Goal(s): We tested a novel BPE measure as contrast concentration to differentiate patient groups. Test1: pathologically complete response after neo-adjuvant therapy vs incomplete response. Test 2: pre- vs post-menopause.
Approach: From a large public imaging archive we randomly selected 32 exams each for Tests 1-2 to compare effect sizes for signal and concentration-based BPE.
Results: For both tests, group effects measured using Cohen-d were 2X larger for concentration-based BPE. BPE robustness is improved by converting MR signal to contrast concentration
Impact: Background parenchymal enhancement (BPE) is linked
to cancer treatment outcomes. Unfortunately field strength, acquisition parameters, etc, influence conventionally
acquired BPE. We propose and validate, using two independent datasets, a more reliable BPE methodology based on quantitative measurement of contrast concentration.
Introduction
Breast fibroglandular tissue (FGT) enhances at
variable rates, leading to an important clinical measure termed background
parenchymal enhancement (BPE). High BPE is linked to greater breast cancer risk and
inferior treatment outcomes.
Radiologist agreement for BPE qualitative
evaluation is moderate1. A more reliable measure is based on
quantitative workflows that include segmenting FGT and measuring signal
differences or signal ratios between post- and pre-injection images. These methods were recently
reviewed2, 3, concluding that a wide variability exists in the
quantitative evaluation of BPE and more reliable and comparable methodology is
needed. Harmonization can be potentially achieved by converting the change in FGT signal
intensity to contrast concentration. We test this hypothesis
on two previously reported4,5 clinical and physiological group effects:
(1) response to neo-adjuvant chemotherapy; and (2) pre- vs post-menopause. Methods
From NIH TCIA breast cancer MRI dataset (https://nbia.cancerimagingarchive.net, N=922), two stratified subsets of 32 DCE-MRI exams
each were randomly selected for two validation studies.
PCR Study: included patients with pathologically complete response (PCR) to neo-adjuvant chemotherapy
(n=16) compared to incomplete responders (n=16). Each group of 16 was further
balanced (50%-50%) on menopausal status.
Menopause Study: included 16 post-
vs 16 pre-menopausal patients, regardless of response to therapy.

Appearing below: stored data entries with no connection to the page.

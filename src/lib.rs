#![no_std]
#![deny(unsafe_code)]
#![deny(clippy::dbg_macro, clippy::todo, clippy::unimplemented)]
use soroban_sdk::{
    contract, contracterror, contractimpl, contracttype, symbol_short, token, Address, Env, Symbol,
    Vec,
};

/// Centralized contract error codes. Auth failures are signaled by host panic (require_auth).
#[contracterror]
#[derive(Copy, Clone, Debug, Eq, PartialEq, Ord, PartialOrd)]
#[repr(u32)]
pub enum ResaleRewardError {
    /// Sale parameters were already set.
    AlreadyInitialized = 1,
    /// Contract is not initialized (brand not set).
    NotInitialized = 2,
    /// Caller is not authorized to perform this action.
    Unauthorized = 3,
    /// Amount or price is zero (or arithmetic on it is out of range).
    InvalidAmount = 4,
    /// Minting would push total supply past max_supply.
    SupplyExceeded = 5,
    /// Paid value does not equal price * amount.
    PaymentMismatch = 6,
    /// Seller does not hold enough units to resell.
    InsufficientSellerBalance = 7,
    /// Outbound payment-token transfer failed; the operation rolls back.
    TransferFailed = 8,
    /// Caller has no unexpired pending rewards to claim.
    NoClaimableRewards = 9,
    /// Sweep bounds are malformed (start > end, or end >= holder count).
    InvalidRange = 10,
}

// ── Event symbols ────────────────────────────────────────────
const EVENT_INIT: Symbol = symbol_short!("init");
const EVENT_MINT: Symbol = symbol_short!("mint");
const EVENT_BUY: Symbol = symbol_short!("buy");
const EVENT_RESALE: Symbol = symbol_short!("resale");
const EVENT_REWARD_ASSIGNED: Symbol = symbol_short!("rew_asgn");
const EVENT_CLAIM: Symbol = symbol_short!("claim");
const EVENT_SWEEP: Symbol = symbol_short!("sweep");
const EVENT_PRICE_SET: Symbol = symbol_short!("price_set");

const BPS_DENOMINATOR: i128 = 10_000;

/// Brand cut of every resale, in basis points (20%). The other 80% is split
/// equally among the holder set snapshotted before the units move.
const BRAND_RESALE_SHARE_BPS: i128 = 2_000;

/// Pending rewards expire this many seconds after assignment (7 days).
/// Expired entries stop being claimable and become sweepable to the brand.
pub const REWARD_TTL_SECS: u64 = 7 * 24 * 60 * 60;

// ── Data structures ──────────────────────────────────────────

/// A discrete unit of owed value assigned to one holder by one resale.
/// Lives in the holder's pending list until it is claimed (holder paid) or
/// swept after expiry (brand paid); either resolution deletes it.
#[contracttype]
#[derive(Clone, Debug, PartialEq)]
pub struct RewardEntry {
    pub amount: i128,
    pub expiry: u64,
}

/// Breakdown of one resale payment.
///
/// `brand_share` is the 20% floor cut; the brand is additionally paid
/// `remainder`, the integer-division leftover of the equal split. When the
/// holder set is empty the whole payment lands in `brand_share` and the
/// other fields are zero. Always: `brand_share + holder_count * per_holder
/// + remainder == payment`.
#[contracttype]
#[derive(Clone, Debug, PartialEq)]
pub struct ResaleSplit {
    pub brand_share: i128,
    pub holders_share: i128,
    pub per_holder: i128,
    pub remainder: i128,
}

/// Storage keys. Holder membership uses the HolderCount/HolderItem/
/// HolderIndex triple: items are indexed densely, removal swaps the last
/// item into the vacated slot, and the reverse index gives O(1) membership.
/// Iteration order is therefore not stable across removals and carries no
/// meaning. `Rewards` holds each holder's pending entries, also order-free.
#[contracttype]
pub enum DataKey {
    /// Brand address; receives primary-sale proceeds, resale cuts, and sweeps.
    Brand,
    /// Product token contract; this contract is its mint admin.
    ProductToken,
    /// Asset used for every payment, escrow, and payout.
    PaymentToken,
    /// Fixed price per unit for both primary sales and resales.
    PricePerUnit,
    /// Immutable cap on units ever minted.
    MaxSupply,
    /// Units minted so far (primary sales and privileged mints).
    TotalMinted,
    /// Number of addresses currently holding a positive balance.
    HolderCount,
    /// Holder address at a dense index.
    HolderItem(u32),
    /// Reverse lookup: holder address to its current index.
    HolderIndex(Address),
    /// Pending reward entries for a holder.
    Rewards(Address),
}

// ── Contract ─────────────────────────────────────────────────
#[contract]
pub struct ResaleRewardShare;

For both studies fat-suppressed, T1-weighted contrast-enhanced images of the
contralateral breast were analyzed. MRIs were acquired on a variety of 1.5T or 3T systems and used variable
protocols (Fig.1). Whole breast was segmented by excluding skin and
nipple, then a bi-Gaussian decomposition provided FGT masks (Fig.2). Conventional
signal enhancement BPE was computed as (S1-S0)/S0, from pre-contrast and 90 s post-contrast signal (S0 and S1 respectively). Concentration-based BPE* was derived from nonlinear conversion of signal
to concentration of contrast agent using fast exchange limit6-8 . The equation includes specific relaxivity, pre-contrast T1-relaxation of FGT tissue (assumed to be 1136 ms at 1.5T and 1324 ms at 3T), and the parameters (TR, TE,
FA) of specific sequence used to acquire breast MRI (Fig.3). Voxel-wise enhancement
was then averaged over segmented FGT. Mean
enhancement was tested for group effect size using Cohen-d statistic, separately
for BPE and BPE*.Results
Out of 268 patients undergoing neo-adjuvant
therapy, 62 (23%) showed pathologically complete response. For both the PCR and pre-post menopause studies, the group effect
sizes were larger for concentration-based BPE* than signal-based BPE. For PCR study the effect size improved from 0.25 to 0.43, or over 70% improvement. A similar improvement was achieved for menopause effect study. Figures 4 and 5 demonstrate superior group separation when using BPE*. Discussion and Conclusions
The differences in field strength, contrast
agents and MRI acquisition parameters influence BPE computed as the signal
ratio. While standardized breast DCE-MRI acquisition guidelines are helpful in
assuring harmonization, we demonstrated that using concentration-based
enhancement BPE* in mmol/L improves effect size even when images are acquired
at variable settings. Effect size is important for evaluating how efficiently the clinical outcome can be predicted from enhancement measure.
Concentration-based approach (measuring enhancement in mmol/L)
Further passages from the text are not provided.